Decreased diaphragm activity affects the patient’s breathing. The invasive operation of blood gas analysis of patients during a short operation time is not in line with the principle of benefiting them. Therefore, we evaluated the patient’s respiratory function by non-invasive lung function measurements. General anesthesia was applied to these patients after the nerve block, which might increase patient comfort. Since the pulse oximetry were affected by general anesthesia, we do not include it in the detection index. Other studies have shown that as long as the patients were in good physical condition, unilateral phrenic nerve block was less likely to cause a severe drop in pulse oximetry [13, 22].

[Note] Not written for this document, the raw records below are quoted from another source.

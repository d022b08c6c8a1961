// server/src/routes/patient.rs
use std::sync::Arc;

use axum::extract::{Query, State};
use axum::Json;
use serde::Deserialize;
use serde_json::{json, Value};
use uuid::Uuid;

use models::errors::ValidationError;
use models::patient::NewPatient;
use models::GatewayKind;

use crate::error::ApiResult;
use crate::state::AppState;

#[derive(Debug, Deserialize)]
pub struct Credentials {
    pub email: String,
    pub password: String,
}

#[derive(Debug, Deserialize)]
#[serde(rename_all = "camelCase")]
pub struct PatientIdQuery {
    #[serde(alias = "id")]
    pub patient_id: Uuid,
}

pub async fn register(
    State(state): State<Arc<AppState>>,
    Json(body): Json<NewPatient>,
) -> ApiResult<Json<Value>> {
    let patient = state.patients.register(body).await?;
    Ok(Json(json!({ "patientId": patient.id })))
}

pub async fn login(
    State(state): State<Arc<AppState>>,
    Json(body): Json<Credentials>,
) -> ApiResult<Json<Value>> {
    let patient = state.patients.login(&body.email, &body.password).await?;
    Ok(Json(json!({ "patientId": patient.id })))
}

pub async fn me(
    State(state): State<Arc<AppState>>,
    Query(query): Query<PatientIdQuery>,
) -> ApiResult<Json<Value>> {
    let patient = state.patients.profile(query.patient_id).await?;
    Ok(Json(serde_json::to_value(patient).map_err(models::MarketError::from)?))
}

#[derive(Debug, Deserialize)]
#[serde(rename_all = "camelCase")]
pub struct ActivateSubscriptionBody {
    pub patient_id: Uuid,
    pub gfp_code: Option<String>,
    pub reference: Option<String>,
}

/// One endpoint, two mutually exclusive activation paths: a GFP code or a
/// verified payment reference.
pub async fn activate_subscription(
    State(state): State<Arc<AppState>>,
    Json(body): Json<ActivateSubscriptionBody>,
) -> ApiResult<Json<Value>> {
    let patient = match (body.gfp_code, body.reference) {
        (Some(code), _) => {
            state
                .subscriptions
                .activate_gfp(body.patient_id, &code)
                .await?
        }
        (None, Some(reference)) => {
            state
                .subscriptions
                .activate_paid(body.patient_id, &reference)
                .await?
        }
        (None, None) => {
            return Err(models::MarketError::from(ValidationError::missing(
                "gfpCode or reference",
            ))
            .into())
        }
    };
    Ok(Json(json!({ "patient": patient })))
}

pub async fn subscription_status(
    State(state): State<Arc<AppState>>,
    Query(query): Query<PatientIdQuery>,
) -> ApiResult<Json<Value>> {
    let subscription = state.subscriptions.status(query.patient_id).await?;
    Ok(Json(json!({ "subscription": subscription })))
}

#[derive(Debug, Deserialize)]
#[serde(rename_all = "camelCase")]
pub struct SubscriptionPaymentBody {
    pub patient_id: Uuid,
    pub gateway: GatewayKind,
}

pub async fn subscription_payment(
    State(state): State<Arc<AppState>>,
    Json(body): Json<SubscriptionPaymentBody>,
) -> ApiResult<Json<Value>> {
    let session = state
        .payments
        .initialize_subscription_charge(body.patient_id, body.gateway)
        .await?;
    Ok(Json(json!({
        "paymentUrl": session.payment_url,
        "reference": session.reference,
    })))
}

#[derive(Debug, Deserialize)]
#[serde(rename_all = "camelCase")]
pub struct PackagePaymentBody {
    pub patient_id: Uuid,
    pub package_id: Uuid,
    pub gateway: GatewayKind,
}

pub async fn package_payment(
    State(state): State<Arc<AppState>>,
    Json(body): Json<PackagePaymentBody>,
) -> ApiResult<Json<Value>> {
    let session = state
        .payments
        .initialize_package_charge(body.patient_id, body.package_id, body.gateway)
        .await?;
    Ok(Json(json!({
        "paymentUrl": session.payment_url,
        "reference": session.reference,
    })))
}

#[derive(Debug, Deserialize)]
#[serde(rename_all = "camelCase")]
pub struct PurchaseBody {
    pub patient_id: Uuid,
    pub package_id: Uuid,
}

/// Direct, no-gateway purchase; free packages come through here too.
pub async fn purchase(
    State(state): State<Arc<AppState>>,
    Json(body): Json<PurchaseBody>,
) -> ApiResult<Json<Value>> {
    let voucher = state
        .vouchers
        .purchase_direct(body.patient_id, body.package_id)
        .await?;
    Ok(Json(serde_json::to_value(voucher).map_err(models::MarketError::from)?))
}

pub async fn purchases(
    State(state): State<Arc<AppState>>,
    Query(query): Query<PatientIdQuery>,
) -> ApiResult<Json<Value>> {
    let listed = state.vouchers.list_for_patient(query.patient_id).await?;
    Ok(Json(serde_json::to_value(listed).map_err(models::MarketError::from)?))
}

pub async fn browse_packages(
    State(state): State<Arc<AppState>>,
    Query(query): Query<PatientIdQuery>,
) -> ApiResult<Json<Value>> {
    let visible = state.catalog.browse(query.patient_id).await?;
    Ok(Json(serde_json::to_value(visible).map_err(models::MarketError::from)?))
}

Pulmonary complications mostly occur in the postoperative period. Our results showed that pulmonary function testing (FVC and FEV1) of both groups was impaired to different extents after the blocks. Diaphragmatic paralysis could not increase the transverse and anteroposterior diameter of the thoracic cavity, so that the volume of the lungs could not be increased correspondingly [30]. As a result, the patient's lung volume at the end of inhalation was reduced, the initial length of the muscle fibers was shortened, and the ability of muscle contraction was reduced, leading to a decline in lung function. In the one-way repeated-measures ANOVA analysis, FVC and FEV1 of group S was recovered after 12 h of blockade in our study, while in group I they were not, which seemed to go hand in hand with diaphragm mobility. The change of lung function may be related to the degree of diaphragm paralysis [31, 32]. Although possibly related to regional anesthesia, ventilation under general anesthesia could also be associated with exposure to lung injury. However, this should have little effect on the results, since it should be equally distributed between group S and group I.
The differences in analgesic effect just failed to reach statistical significance at T30min, T4, T8, and T12. The recovery of motor and sensorimotor functions was not different between the two groups. We found no significant difference in the adverse events between the two groups, even though Horner syndrome, nausea, and vomiting had a trend toward a difference between the two groups. We hypothesized that the incidence of nausea and vomiting may be affected by the anesthesia induction was performed by endotracheal intubation which can bias these results.
Our study has several limitations. Considering compliance to the treatment of the patients, our measurements pertained only to the 12 h postoperative period, and thus the recovery time of respiratory function in group I needs to be explored in larger, longer-term studies.